The AIR DNA assay provides the following advantages:
- Stability and Sample Quality
DNA is more stable than RNA, making it easier to work with in various experimental conditions. DNA-based immuno-repertoire construction requires lower sample quality compared to RNA-based methods, facilitating easier sample handling and storage. This stability is particularly beneficial when dealing with challenging sample types or in situations where optimal storage conditions may not be available such as FFPE samples and tumor biopsies.
- Accurate Cell Count Representation
Each cell contains only one successfully rearranged V(D)J gene. This allows accurate measurement of the actual number of cells in a sample. This provides a more robust representation of the cellular composition of the immune repertoire, which can be crucial for certain applications such as cell tracking in hematologic malignancies (Myeloma, Leukemia etc.)
DNA-based assay is not as sensitive as RNA-based assay due to a high expression of RNA on the cellular level and thus requires a higher input amount of starting material (eg: 1-2 ug of DNA). Therefore, if the goal of the study is to find rare clonotypes, RNA is a better choice than DNA. Moreover, if the goal of the experiment is the detection of up-regulated or activated disease-associated clonotypes (similar to differential gene-expression analysis) then RNA is recommended.
Identification of disease-activated CDR3 clonotypes
The most common strategy for discovering antigen-induced clonotypes is AIR repertoire profiling in multiple samples collected in serial / time-course studies of infection, immunization, immune therapy treatment, etc. [1-5]. Antigen-activated clonotypes are detected by an increase in the copy number of RNA or DNA CDR3-specific sequences compared to control or non-activated samples.
In another application, the identification of overlapping, transcriptionally activated CDR3 clonotypes in the tumor, blood, or tumor-draining lymph nodes can be used for identifying tumor-reactive T cells [24]. Unfortunately, for many human diseases, only a single sample (e.g., a heterogeneous tumor biopsy) is available for AIR profiling.
Studies demonstrate that adaptive immune activation induces significant up-regulation of both BCR and TCR transcription in antigen-specific clonotypes (e.g., up to 1,000-fold for plasma B cells [13]) as illustrated in Fig. 13. Furthermore, the transcriptional up-regulation of TCR genes in large CD8+ effector memory clonotypes in peripheral blood samples was associated with durable responses to immune checkpoint blockade in patients with metastatic melanoma [23].
As a result of transcriptional activation, an RNA-based immune receptor repertoire is usually dominated by a low number of abundant clonotypes, some of which are antigen-induced or disease-specific. Up-regulation of TCR and BCR receptor gene expression in activated effector/memory T and B cells can identify and differentiate antigen-induced CDR3 sequences from non-activated, bystander CDR3 sequences commonly present in tumor samples [20].

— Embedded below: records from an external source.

//! On-demand binary decoding of captured heap memory.
//!
//! [`MemoryReader`] turns a raw address plus type metadata into typed values:
//! pointers, formatted primitive fields, array lengths, object sizes, managed
//! string contents and structural content hashes. It is the single place in the
//! crate that performs pointer arithmetic against captured bytes.
//!
//! # Byte Sources
//!
//! A reader decodes against one of two byte sources:
//!
//! - **Heap** - addresses resolve through the section index into captured heap
//!   memory. This is the source for all object instances.
//! - **Static blob** - addresses index a type's static field byte blob directly.
//!   Static fields have no heap address; their declared offsets are blob offsets.
//!
//! Operations that dereference pointers (string contents, array elements, object
//! headers) always chase them into the heap source, regardless of which source the
//! reader itself decodes from: a pointer stored in a static blob still points into
//! the heap.
//!
//! # Layout Conventions
//!
//! Instance field offsets are relative to the object start and include the object
//! header (the runtime's boxed layout convention). Reading an *inline* value type
//! (a struct stored in a field slot or array element) therefore subtracts
//! [`VirtualMachineInfo::object_header_size`] from its inner field offsets.
//! [`ManagedType::size`] is the unboxed data size for value types and the total
//! instance size for reference types.
//!
//! # Failure Semantics
//!
//! An address outside every captured section yields `None`, never an error; the
//! heap routinely contains pointers into uncaptured memory. A section that is too
//! short for a type's declared layout, or a negative size, is an invalid-layout
//! condition reported once per type through [`Diagnostics`] before yielding
//! `None`, so a single corrupt type cannot flood the sink.

use widestring::U16String;

use crate::{
    file::io::{read_le, HeapIO},
    heap::hash::{ContentHash, ContentHasher},
    snapshot::{
        diagnostics::Diagnostics,
        entities::{ManagedTypeIndex, MemorySection},
        index::AddressIndex,
        types::{
            enum_underlying_type, instance_field_slots, is_enum_type, ManagedType, PrimitiveKind,
            VirtualMachineInfo, STRING_TYPE_NAME,
        },
    },
};

/// Upper bound on array elements visited while hashing one array object.
///
/// Content hashes stay deterministic under the cap because the cap itself and the
/// full element count are both part of the hash input.
pub const ARRAY_HASH_ELEMENT_LIMIT: u64 = 65536;

/// Upper bound on UTF-16 code units decoded from a managed string.
pub const MAX_STRING_CHARS: usize = 65536;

Combining mRNA and gDNA-based assay technology
A simple and efficient strategy to differentiate antigen-induced clonotypes from abundant naive or bystander clonotypes commonly present in clinical samples is to normalize RNA-based CDR3 profiling to similar data from a DNA-based assay. To facilitate this approach, we developed VBC-based AIR-RNA and AIR-DNA assays, which may be combined to identify antigen-activated clonotypes.
As a practical guideline, we suggest that AIR profiling be performed using both RNA and DNA isolated from the same biological sample (e.g., PBMC with high content of immune cells). In another approach, RNA-based and DNA-based AIR profiling could be performed directly in T and/or B cells sorted from tissue or blood samples (see below). Furthermore, to reveal disease-associated, activated CDR3 clonotypes, RNA-based data can be normalized to DNA-based AIR profiling data for overlapping clonotypes, as illustrated in Fig.14.